Sunday, August 15, 2010

Canning: Dilly Beans

For Amy, because she asked.

When the green beans start rolling in, it's time to make some Dilly Beans, aka pickled green beans.  I know, you're a bit skeptical about these.  I was too the first time my friend Jess told me to come over and we'd can pickled beans.  However, I love pickles so I was game.  They are delicious!  The Young'uns love them even more than I do, I think.  They can go through a quart of these things faster than Brett Farve can come out of retirement.  So far this year, 8 quarts of Dilly Beans have been put into the pantry.  I'll post a photo as soon as my camera's battery gets charged up again.

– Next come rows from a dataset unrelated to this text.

impl RenderEngine {
    /// Creates a new render engine for the given window
    ///
    /// Initializes wgpu, creates depth and shadow buffers, and registers the
    /// scene, wireframe, and shadow pipelines.
    ///
    /// # Panics
    /// Panics if unable to create wgpu adapter or device
    pub async fn new(
        window: impl Into<wgpu::SurfaceTarget<'static>>,
        width: u32,
        height: u32,
    ) -> RenderEngine {
        let instance = wgpu::Instance::new(&wgpu::InstanceDescriptor {
            backends: wgpu::Backends::all(),
            ..Default::default()
        });
        let surface = instance.create_surface(window).unwrap();

        let adapter = instance
            .request_adapter(&wgpu::RequestAdapterOptions {
                power_preference: wgpu::PowerPreference::default(),
                compatible_surface: Some(&surface),
                force_fallback_adapter: false,
            })
            .await
            .expect("Failed to request adapter!");

        let (device, queue) = {
            adapter
                .request_device(&wgpu::DeviceDescriptor {
                    label: Some("WGPU Device"),
                    // Line rasterization for the wireframe pipeline
                    required_features: wgpu::Features::POLYGON_MODE_LINE,
                    required_limits: wgpu::Limits {
                        max_texture_dimension_2d: 4096,
                        ..wgpu::Limits::downlevel_defaults()
                    },
                    memory_hints: wgpu::MemoryHints::default(),
                    trace: wgpu::Trace::Off,
                })
                .await
                .expect("Failed to request a device!")
        };

        let surface_capabilities = surface.get_capabilities(&adapter);
        let format = surface_capabilities
            .formats
            .iter()
            .copied()
            .find(|f| !f.is_srgb())
            .unwrap_or(surface_capabilities.formats[0]);

        let config = wgpu::SurfaceConfiguration {
            usage: wgpu::TextureUsages::RENDER_ATTACHMENT,
            format,
            width,
            height,
            present_mode: wgpu::PresentMode::Fifo,
            alpha_mode: surface_capabilities.alpha_modes[0],
            view_formats: vec![],
            desired_maximum_frame_latency: 2,
        };
        surface.configure(&device, &config);

        let depth_texture =
            TextureResource::create_depth_texture(&device, &config, "depth_texture");

        let shadow_size = 1024u32;
        let shadow_depth_texture = TextureResource::create_shadow_map(&device, shadow_size);

        let shadow_layout = device.create_bind_group_layout(&wgpu::BindGroupLayoutDescriptor {
            label: Some("Shadow Layout"),
            entries: &[
                wgpu::BindGroupLayoutEntry {
                    binding: 0,
                    visibility: wgpu::ShaderStages::FRAGMENT,
                    ty: wgpu::BindingType::Texture {
                        multisampled: false,
                        view_dimension: wgpu::TextureViewDimension::D2,
                        sample_type: wgpu::TextureSampleType::Depth,
                    },
                    count: None,
                },
                wgpu::BindGroupLayoutEntry {
                    binding: 1,
                    visibility: wgpu::ShaderStages::FRAGMENT,
                    ty: wgpu::BindingType::Sampler(wgpu::SamplerBindingType::Comparison),
                    count: None,
                },
            ],
        });

        let shadow_bind_group = device.create_bind_group(&wgpu::BindGroupDescriptor {
            label: Some("Shadow Bind Group"),
            layout: &shadow_layout,
            entries: &[
                wgpu::BindGroupEntry {
                    binding: 0,
                    resource: wgpu::BindingResource::TextureView(&shadow_depth_texture.view),
                },
                wgpu::BindGroupEntry {
                    binding: 1,
                    resource: wgpu::BindingResource::Sampler(&shadow_depth_texture.sampler),
                },
            ],
        });

        let light_config = LightConfig::default();
        let global_ubo = GlobalUBO::new(&device);
        let mut global_bindings = GlobalBindings::new(&device);
        global_bindings.create_bind_group(&device, &global_ubo);

        let object_bind_group_layout = Object::bind_group_layout(&device);

        // Temporary bindings just to clone the layout the material system uses
        let temp_material_bindings = MaterialBindings::new(&device);
        let material_bind_group_layout = temp_material_bindings.bind_group_layouts().clone();

        let device_handle: Arc<Device> = device.into();
        let queue_handle: Arc<wgpu::Queue> = queue.into();
        let mut pipeline_manager = PipelineManager::new(device_handle.clone());

        pipeline_manager.load_shader("scene", include_str!("scene.wgsl"));
        pipeline_manager.load_shader("shadow", include_str!("shadow_pass.wgsl"));

        // Shadow depth pass - no culling to avoid light leaks through thin geometry
        pipeline_manager.register_pipeline(
            "Shadow",
            PipelineConfig::default()
                .with_label("Shadow")
                .with_shader("shadow")
                .with_depth_stencil(shadow_depth_texture.texture.clone())
                .with_cull_mode(None)
                .with_bind_group_layouts(vec![
                    global_bindings.bind_group_layouts().clone(),
                    object_bind_group_layout.clone(),
                ])
                .with_color_targets(vec![])
                .with_vertex_only(),
        );

        let scene_layouts = vec![
            global_bindings.bind_group_layouts().clone(),
            object_bind_group_layout,
            material_bind_group_layout,
            shadow_layout,
        ];

        let scene_targets = vec![Some(wgpu::ColorTargetState {
            format,
            blend: Some(wgpu::BlendState::REPLACE),
            write_mask: wgpu::ColorWrites::ALL,
        })];

        pipeline_manager.register_pipeline(
            "Scene",
            PipelineConfig::default()
                .with_label("Scene")
                .with_shader("scene")
                .with_depth_stencil(depth_texture.texture.clone())
                .with_bind_group_layouts(scene_layouts.clone())
                .with_color_targets(scene_targets.clone()),
        );

        // Same shader and layouts, rasterized as lines
        pipeline_manager.register_pipeline(
            "SceneWire",
            PipelineConfig::default()
                .with_label("SceneWire")
                .with_shader("scene")
                .with_depth_stencil(depth_texture.texture.clone())
                .with_bind_group_layouts(scene_layouts)
                .with_color_targets(scene_targets)
                .with_polygon_mode(wgpu::PolygonMode::Line)
                .with_cull_mode(None),
        );

        if let Err(errors) = pipeline_manager.create_all_pipelines() {
            for error in errors {
                log::error!("{}", error);
            }
        }

        RenderEngine {
            device: device_handle,
            config,
            format,
            surface,
            queue: queue_handle,
            depth_texture,
            pipeline_manager,
            global_bindings,
            global_ubo,
            shadow_depth_texture,
            shadow_bind_group,
            light_config,
        }
    }

    /// Renders a frame with an optional UI overlay
    ///
    /// Runs the shadow pass over shadow-casting objects, then the main pass
    /// where each object draws with the fill or wireframe pipeline according
    /// to its `wireframe` flag.
    pub fn render_frame<F>(&mut self, scene: &Scene, ui_callback: Option<F>)
    where
        F: FnOnce(&wgpu::Device, &wgpu::Queue, &mut wgpu::CommandEncoder, &wgpu::TextureView),
    {
        let surface_texture = match self.surface.get_current_texture() {
            Ok(texture) => texture,
            Err(wgpu::SurfaceError::Lost | wgpu::SurfaceError::Outdated) => {
                self.surface.configure(&self.device, &self.config);
                return;
            }
            Err(e) => {
                log::error!("failed to acquire surface texture: {}", e);
                return;
            }
        };

        let surface_texture_view = surface_texture
            .texture
            .create_view(&wgpu::TextureViewDescriptor::default());

        let mut encoder = self
            .device
            .create_command_encoder(&wgpu::CommandEncoderDescriptor {
                label: Some("Render Encoder"),
            });

        // Shadow pass: depth only, from the light's point of view
        {
            let mut shadow_pass = encoder.begin_render_pass(&wgpu::RenderPassDescriptor {
                label: Some("Shadow Depth Pass"),
                color_attachments: &[],
                depth_stencil_attachment: Some(wgpu::RenderPassDepthStencilAttachment {
                    view: &self.shadow_depth_texture.view,
                    depth_ops: Some(wgpu::Operations {
                        load: wgpu::LoadOp::Clear(1.0),
                        store: wgpu::StoreOp::Store,
                    }),
                    stencil_ops: None,
                }),
                occlusion_query_set: None,
                timestamp_writes: None,
            });

            shadow_pass.set_bind_group(0, self.global_bindings.bind_groups(), &[]);

            if let Some(shadow_pipeline) = self.pipeline_manager.get_pipeline("Shadow") {
                shadow_pass.set_pipeline(shadow_pipeline);

                for object in scene.objects.iter() {
                    if !(object.visible && object.cast_shadow) {
                        continue;
                    }
                    if let Some(object_bind_group) = object.get_transform_bind_group() {
                        shadow_pass.set_bind_group(1, object_bind_group, &[]);
                        shadow_pass.draw_object(object);
                    }
                }
            }
        }

        // Main pass
        {
            let mut render_pass = encoder.begin_render_pass(&wgpu::RenderPassDescriptor {
                label: Some("Main Render Pass"),
                color_attachments: &[Some(wgpu::RenderPassColorAttachment {
                    view: &surface_texture_view,
                    resolve_target: None,
                    ops: wgpu::Operations {
                        load: wgpu::LoadOp::Clear(wgpu::Color {
                            r: 0.02,
                            g: 0.03,
                            b: 0.08,
                            a: 1.0,
                        }),
                        store: wgpu::StoreOp::Store,
                    },
                })],
                depth_stencil_attachment: Some(wgpu::RenderPassDepthStencilAttachment {
                    view: &self.depth_texture.view,
                    depth_ops: Some(wgpu::Operations {
                        load: wgpu::LoadOp::Clear(1.0),
                        store: wgpu::StoreOp::Store,
                    }),
                    stencil_ops: None,
                }),
                occlusion_query_set: None,
                timestamp_writes: None,
            });

            render_pass.set_bind_group(0, self.global_bindings.bind_groups(), &[]);
            render_pass.set_bind_group(3, &self.shadow_bind_group, &[]);

            // Switch pipelines only when the wireframe flag changes between objects
            let mut current_pipeline: Option<&str> = None;

            for object in scene.objects.iter() {
                if !object.visible {
                    continue;
                }

                let wanted = if object.wireframe { "SceneWire" } else { "Scene" };
                if current_pipeline != Some(wanted) {
                    match self.pipeline_manager.get_pipeline(wanted) {
                        Some(pipeline) => render_pass.set_pipeline(pipeline),
                        None => continue,
                    }
                    current_pipeline = Some(wanted);
                }

                let Some(object_bind_group) = object.get_transform_bind_group() else {
                    continue;
                };

                let material = scene.get_material_for_object(object);
                if let Some(material_bind_group) = material.get_bind_group() {
                    render_pass.set_bind_group(1, object_bind_group, &[]);
                    render_pass.set_bind_group(2, material_bind_group, &[]);
                    render_pass.draw_object(object);
                } else {
                    log::debug!(
                        "skipping '{}': material '{}' has no GPU resources",
                        object.name,
                        material.name
                    );
                }
            }
        }

        // UI overlay
        if let Some(ui_callback) = ui_callback {
            ui_callback(
                &self.device,
                &self.queue,
                &mut encoder,
                &surface_texture_view,
            );
        }

        self.queue.submit(std::iter::once(encoder.finish()));
        surface_texture.present();
    }

    /// Convenience method for rendering with UI
    pub fn render_frame_with_ui<F>(&mut self, scene: &Scene, ui_callback: F)
    where
        F: FnOnce(&wgpu::Device, &wgpu::Queue, &mut wgpu::CommandEncoder, &wgpu::TextureView),
    {
        self.render_frame(scene, Some(ui_callback));
    }

    /// Updates camera and light uniform buffers
    ///
    /// Should be called each frame with updated camera data.
    pub fn update(&mut self, camera_uniform: CameraUniform) {
        update_global_ubo(
            &mut self.global_ubo,
            &self.queue,
            camera_uniform,
            self.light_config,
        );
    }

    /// Updates the light configuration
    pub fn set_light(&mut self, light_config: LightConfig) {
        self.light_config = light_config;
    }

    pub fn get_light(&self) -> LightConfig {
        self.light_config
    }

    /// Resizes the render engine surface and recreates the depth buffer
    ///
    /// The shadow map keeps its fixed resolution.
    pub fn resize(&mut self, width: u32, height: u32) {
        if width == 0 || height == 0 {
            return;
        }

        self.config.width = width;
        self.config.height = height;

        self.surface.configure(&self.device, &self.config);

        self.depth_texture =
            TextureResource::create_depth_texture(&self.device, &self.config, "depth_texture");
    }

    /// Returns current surface dimensions
    pub fn get_surface_size(&self) -> (u32, u32) {
        (self.config.width, self.config.height)
    }

    pub fn device(&self) -> &wgpu::Device {
        &self.device
    }

    pub fn queue(&self) -> &wgpu::Queue {
        &self.queue
    }

    /// Returns the surface texture format
    pub fn surface_format(&self) -> wgpu::TextureFormat {
        self.format
    }
}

I also freeze some of our green beans for eating in the winter.  I don't can plain green beans because I'd need to use a pressure cooker for those and, I'm a big pressure cooking chicken.  Those things still scare me a bit.  (FYI- the reason you don't need a pressure cooker to can pickled items or tomato products is that those things are very acidic.  Plain green beans or corn or carrots aren't acidic and need the pressure cooker.)

Dilly Beans

4 lb. green beans
8 dried red peppers or 8 t cayenne pepper
8 heads of dill or 8 t dill seed
1/2 c pickling salt
8-16 peeled garlic cloves
6 c water
3 c vinegar

Wash beans and trim off ends.  We only trim off the end that was connected to the plant.  Heat water, salt and vinegar to boiling in large pot.  Meanwhile, get your clean jars hot and assemble the garlic, dill and peppers together.  When brine is boiling well, take hot jar add 1-2 garlic cloves, head or tsp of dill, and red pepper or cayenne.  Pack beans into the jar.  You can pack them in pretty tight.  Just make sure you have about 1/4 inch head space between tops of the beans and the top of the jar.  Pour water/vinegar brine over beans again, leaving about 1/4 inch of head space.  Use a spatula to get out any air bubbles, wipe rim, put on lid and process in water bath for about 10 minutes.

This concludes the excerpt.